### WHAT TO PRODUCE:
Repeat word for word the opening stretch of the entries, from the first line through the line containing "if let Some(gate)".
[Start of section]
#[cfg(test)]
mod tests {
    use std::sync::Arc;
    use std::time::Duration;

    use tokio::sync::Notify;

    use super::*;
    use crate::frame::InMemoryFrame;

    /// Records every fetch and can hold fetches at a gate.
    struct Recording {
        base: InMemoryFrame,
        calls: Mutex<Vec<(Range<usize>, Vec<String>)>>,
        gate: Option<Arc<Notify>>,
        fail: bool,
    }

    impl Recording {
        fn new(num_rows: usize) -> Self {
            let rows = (0..num_rows)
                .map(|i| vec![Value::from(i as i64), Value::from(format!("row {i}"))])
                .collect();
            Self {
                base: InMemoryFrame::new(["id", "label"], rows).unwrap(),
                calls: Mutex::new(Vec::new()),
                gate: None,
                fail: false,
            }
        }

        fn ranges(&self) -> Vec<Range<usize>> {
            self.calls.lock().unwrap().iter().map(|(r, _)| r.clone()).collect()
        }
    }

    #[async_trait]
    impl DataFrame for Recording {
        fn columns(&self) -> &Columns {
            self.base.columns()
        }

        fn num_rows(&self) -> usize {
            self.base.num_rows()
        }

        fn events(&self) -> &EventBus {
            self.base.events()
        }

        fn get_row_number(&self, row: usize, order_by: &OrderBy) -> Result<Option<ValueBox<usize>>, Error> {
            self.base.get_row_number(row, order_by)
        }

        fn get_cell(&self, row: usize, column: &str, order_by: &OrderBy) -> Result<Option<ValueBox<Value>>, Error> {
            self.base.get_cell(row, column, order_by)
        }

        async fn fetch(&self, request: FetchRequest) -> Result<(), Error> {
            let columns = request.column_names(self.columns());
            self.calls.lock().unwrap().push((request.rows.clone(), columns));
            if let Some(gate) = &self.gate {
                tokio::select! {
                    _ = gate.notified() => {}
                    _ = request.cancel.cancelled() => return Err(Error::Cancelled),
                }
            }
            if self.fail {
                return Err(Error::fetch("offline"));
            }
            self.base.fetch(request).await
        }
    }

    #[tokio::test]
    async fn test_repeated_fetch_dispatches_once() {
        let frame = CachedFrame::new(Recording::new(20));
        frame.fetch(FetchRequest::new(2..8)).await.unwrap();
        frame.fetch(FetchRequest::new(2..8)).await.unwrap();
        frame.fetch(FetchRequest::new(3..5)).await.unwrap();

        assert_eq!(frame.inner().ranges(), vec![2..8]);
        assert_eq!(frame.stats().hits(), 2);
        assert_eq!(frame.stats().misses(), 1);
    }

    #[tokio::test]
    async fn test_columns_with_same_gap_share_one_dispatch() {
        let frame = CachedFrame::new(Recording::new(20));
        frame.fetch(FetchRequest::new(0..4)).await.unwrap();

        let calls = frame.inner().calls.lock().unwrap().clone();
        assert_eq!(calls, vec![(0..4, vec!["id".to_string(), "label".to_string()])]);
    }

    #[tokio::test]
    async fn test_columns_with_different_gaps_dispatch_separately() {
        let frame = CachedFrame::new(Recording::new(20));
        frame
            .fetch(FetchRequest::new(0..4).with_columns(["id"]))
            .await
            .unwrap();
        frame.fetch(FetchRequest::new(0..6)).await.unwrap();

        let calls = frame.inner().calls.lock().unwrap().clone();
        assert_eq!(calls.len(), 3);
        assert!(calls.contains(&(4..6, vec!["id".to_string()])));
        assert!(calls.contains(&(0..6, vec!["label".to_string()])));
    }

    #[tokio::test]
    async fn test_cells_served_from_blocks() {
        let frame = CachedFrame::new(Recording::new(10));
        frame.fetch(FetchRequest::new(0..3)).await.unwrap();
        assert_eq!(
            frame.get_cell(2, "label", &OrderBy::none()),
            Ok(Some(ValueBox::new(Value::from("row 2"))))
        );
        assert_eq!(frame.cached_ranges(&OrderBy::none(), "label"), vec![0..3]);
    }

    #[tokio::test]
    async fn test_failed_fetch_does_not_poison() {
        let mut recording = Recording::new(10);
        recording.fail = true;
        let frame = CachedFrame::new(recording);

        assert_eq!(
            frame.fetch(FetchRequest::new(0..3)).await,
            Err(Error::fetch("offline"))
        );
        assert!(frame.cached_ranges(&OrderBy::none(), "id").is_empty());
        frame.fetch(FetchRequest::new(0..3)).await.unwrap_err();
        assert_eq!(frame.inner().ranges(), vec![0..3, 0..3]);
    }

    #[tokio::test]
    async fn test_invalid_requests_fail_before_io() {
        let frame = CachedFrame::new(Recording::new(10));
        assert!(frame.fetch(FetchRequest::new(5..11)).await.unwrap_err().is_validation());
        assert!(
            frame
                .fetch(FetchRequest::new(0..1).with_columns(["nope"]))
                .await
                .unwrap_err()
                .is_validation()
        );
        assert!(
            frame
                .fetch(FetchRequest::new(0..1).with_order_by(OrderBy::asc("id")))
                .await
                .unwrap_err()
                .is_validation()
        );
        assert!(frame.inner().ranges().is_empty());
    }

    #[tokio::test]
    async fn test_concurrent_duplicate_waits_for_in_flight() {
        let gate = Arc::new(Notify::new());
        let mut recording = Recording::new(10);
        recording.gate = Some(Arc::clone(&gate));
        let frame = Arc::new(CachedFrame::new(recording));

        let first = {
            let frame = Arc::clone(&frame);
            tokio::spawn(async move { frame.fetch(FetchRequest::new(0..5)).await })
        };
        let second = {
            let frame = Arc::clone(&frame);
            tokio::spawn(async move { frame.fetch(FetchRequest::new(1..4)).await })
        };
        tokio::task::yield_now().await;
        tokio::task::yield_now().await;
        gate.notify_one();

        first.await.unwrap().unwrap();
        second.await.unwrap().unwrap();
        assert_eq!(frame.inner().ranges(), vec![0..5]);
    }

    fn gated(num_rows: usize) -> (Arc<Notify>, Arc<CachedFrame<Recording>>) {
        let gate = Arc::new(Notify::new());
        let mut recording = Recording::new(num_rows);
        recording.gate = Some(Arc::clone(&gate));
        (gate, Arc::new(CachedFrame::new(recording)))
    }

    fn ids(frame: &CachedFrame<Recording>, rows: Range<usize>) -> Vec<Value> {
        rows.map(|row| frame.get_cell(row, "id", &OrderBy::none()).unwrap().unwrap().value)
            .collect()
    }

    #[tokio::test]
    async fn test_gap_between_cached_ranges_is_fetched_alone() {
        let frame = CachedFrame::new(Recording::new(10));
        frame.fetch(FetchRequest::new(0..3)).await.unwrap();
        frame.fetch(FetchRequest::new(4..6)).await.unwrap();
        frame.fetch(FetchRequest::new(0..6)).await.unwrap();

        assert_eq!(frame.inner().ranges(), vec![0..3, 4..6, 3..4]);
        assert_eq!(frame.cached_ranges(&OrderBy::none(), "id"), vec![0..6]);
        assert_eq!(ids(&frame, 0..6), (0..6i64).map(Value::from).collect::<Vec<_>>());
    }

    #[tokio::test]
    async fn test_tail_overlap_fetches_only_the_tail() {
        let frame = CachedFrame::new(Recording::new(12));
        frame.fetch(FetchRequest::new(6..9)).await.unwrap();
        frame.fetch(FetchRequest::new(8..11)).await.unwrap();

        assert_eq!(frame.inner().ranges(), vec![6..9, 9..11]);
        assert_eq!(frame.cached_ranges(&OrderBy::none(), "label"), vec![6..11]);
        assert_eq!(ids(&frame, 6..11), (6..11i64).map(Value::from).collect::<Vec<_>>());
    }

    #[tokio::test]
    async fn test_overlap_with_in_flight_fetches_the_rest() {
        let (gate, frame) = gated(20);

        let first = {
            let frame = Arc::clone(&frame);
            tokio::spawn(async move { frame.fetch(FetchRequest::new(0..10)).await })
        };
        tokio::task::yield_now().await;
        tokio::task::yield_now().await;
        let second = {
            let frame = Arc::clone(&frame);
            tokio::spawn(async move { frame.fetch(FetchRequest::new(5..15)).await })
        };
        tokio::task::yield_now().await;
        tokio::task::yield_now().await;
        assert_eq!(frame.inner().ranges(), vec![0..10, 10..15]);

        gate.notify_one();
        gate.notify_one();
        first.await.unwrap().unwrap();
        second.await.unwrap().unwrap();

        assert_eq!(frame.inner().ranges(), vec![0..10, 10..15]);
        assert_eq!(ids(&frame, 0..15), (0..15i64).map(Value::from).collect::<Vec<_>>());
    }

    #[tokio::test]
    async fn test_dropped_fetch_releases_its_dispatch() {
        let (gate, frame) = gated(10);

        let dropped = tokio::time::timeout(Duration::from_millis(10), frame.fetch(FetchRequest::new(0..5))).await;
        assert!(dropped.is_err());

        gate.notify_one();
        tokio::time::timeout(Duration::from_secs(5), frame.fetch(FetchRequest::new(0..5)))
            .await
            .expect("refetch must not wait on the dropped dispatch")
            .unwrap();

        assert_eq!(frame.inner().ranges(), vec![0..5, 0..5]);
        assert_eq!(frame.cached_ranges(&OrderBy::none(), "id"), vec![0..5]);
    }

    #[tokio::test]
    async fn test_waiter_takes_over_cancelled_dispatch() {
        let gate = Arc::new(Notify::new());
        let mut recording = Recording::new(10);
        recording.gate = Some(Arc::clone(&gate));
        let frame = Arc::new(CachedFrame::new(recording));

        let stale_token = CancellationToken::new();
        let stale = {
            let frame = Arc::clone(&frame);
            let request = FetchRequest::new(0..5).with_cancel(stale_token.clone());
            tokio::spawn(async move { frame.fetch(request).await })
        };
        let fresh = {
            let frame = Arc::clone(&frame);
            tokio::spawn(async move { frame.fetch(FetchRequest::new(0..5)).await })
        };
        tokio::task::yield_now().await;
        tokio::task::yield_now().await;

        stale_token.cancel();
        assert_eq!(stale.await.unwrap(), Err(Error::Cancelled));
        tokio::task::yield_now().await;
        gate.notify_one();
        fresh.await.unwrap().unwrap();

        assert_eq!(frame.inner().ranges(), vec![0..5, 0..5]);
        assert!(frame.get_cell(4, "id", &OrderBy::none()).unwrap().is_some());
    }
}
[End of section]
### ANSWER SPACE:
#[cfg(test)]
mod tests {
    use std::sync::Arc;
    use std::time::Duration;

    use tokio::sync::Notify;

    use super::*;
    use crate::frame::InMemoryFrame;

    /// Records every fetch and can hold fetches at a gate.
    struct Recording {
        base: InMemoryFrame,
        calls: Mutex<Vec<(Range<usize>, Vec<String>)>>,
        gate: Option<Arc<Notify>>,
        fail: bool,
    }

    impl Recording {
        fn new(num_rows: usize) -> Self {
            let rows = (0..num_rows)
                .map(|i| vec![Value::from(i as i64), Value::from(format!("row {i}"))])
                .collect();
            Self {
                base: InMemoryFrame::new(["id", "label"], rows).unwrap(),
                calls: Mutex::new(Vec::new()),
                gate: None,
                fail: false,
            }
        }

        fn ranges(&self) -> Vec<Range<usize>> {
            self.calls.lock().unwrap().iter().map(|(r, _)| r.clone()).collect()
        }
    }

    #[async_trait]
    impl DataFrame for Recording {
        fn columns(&self) -> &Columns {
            self.base.columns()
        }

        fn num_rows(&self) -> usize {
            self.base.num_rows()
        }

        fn events(&self) -> &EventBus {
            self.base.events()
        }

        fn get_row_number(&self, row: usize, order_by: &OrderBy) -> Result<Option<ValueBox<usize>>, Error> {
            self.base.get_row_number(row, order_by)
        }

        fn get_cell(&self, row: usize, column: &str, order_by: &OrderBy) -> Result<Option<ValueBox<Value>>, Error> {
            self.base.get_cell(row, column, order_by)
        }

        async fn fetch(&self, request: FetchRequest) -> Result<(), Error> {
            let columns = request.column_names(self.columns());
            self.calls.lock().unwrap().push((request.rows.clone(), columns));
            if let Some(gate) = &self.gate {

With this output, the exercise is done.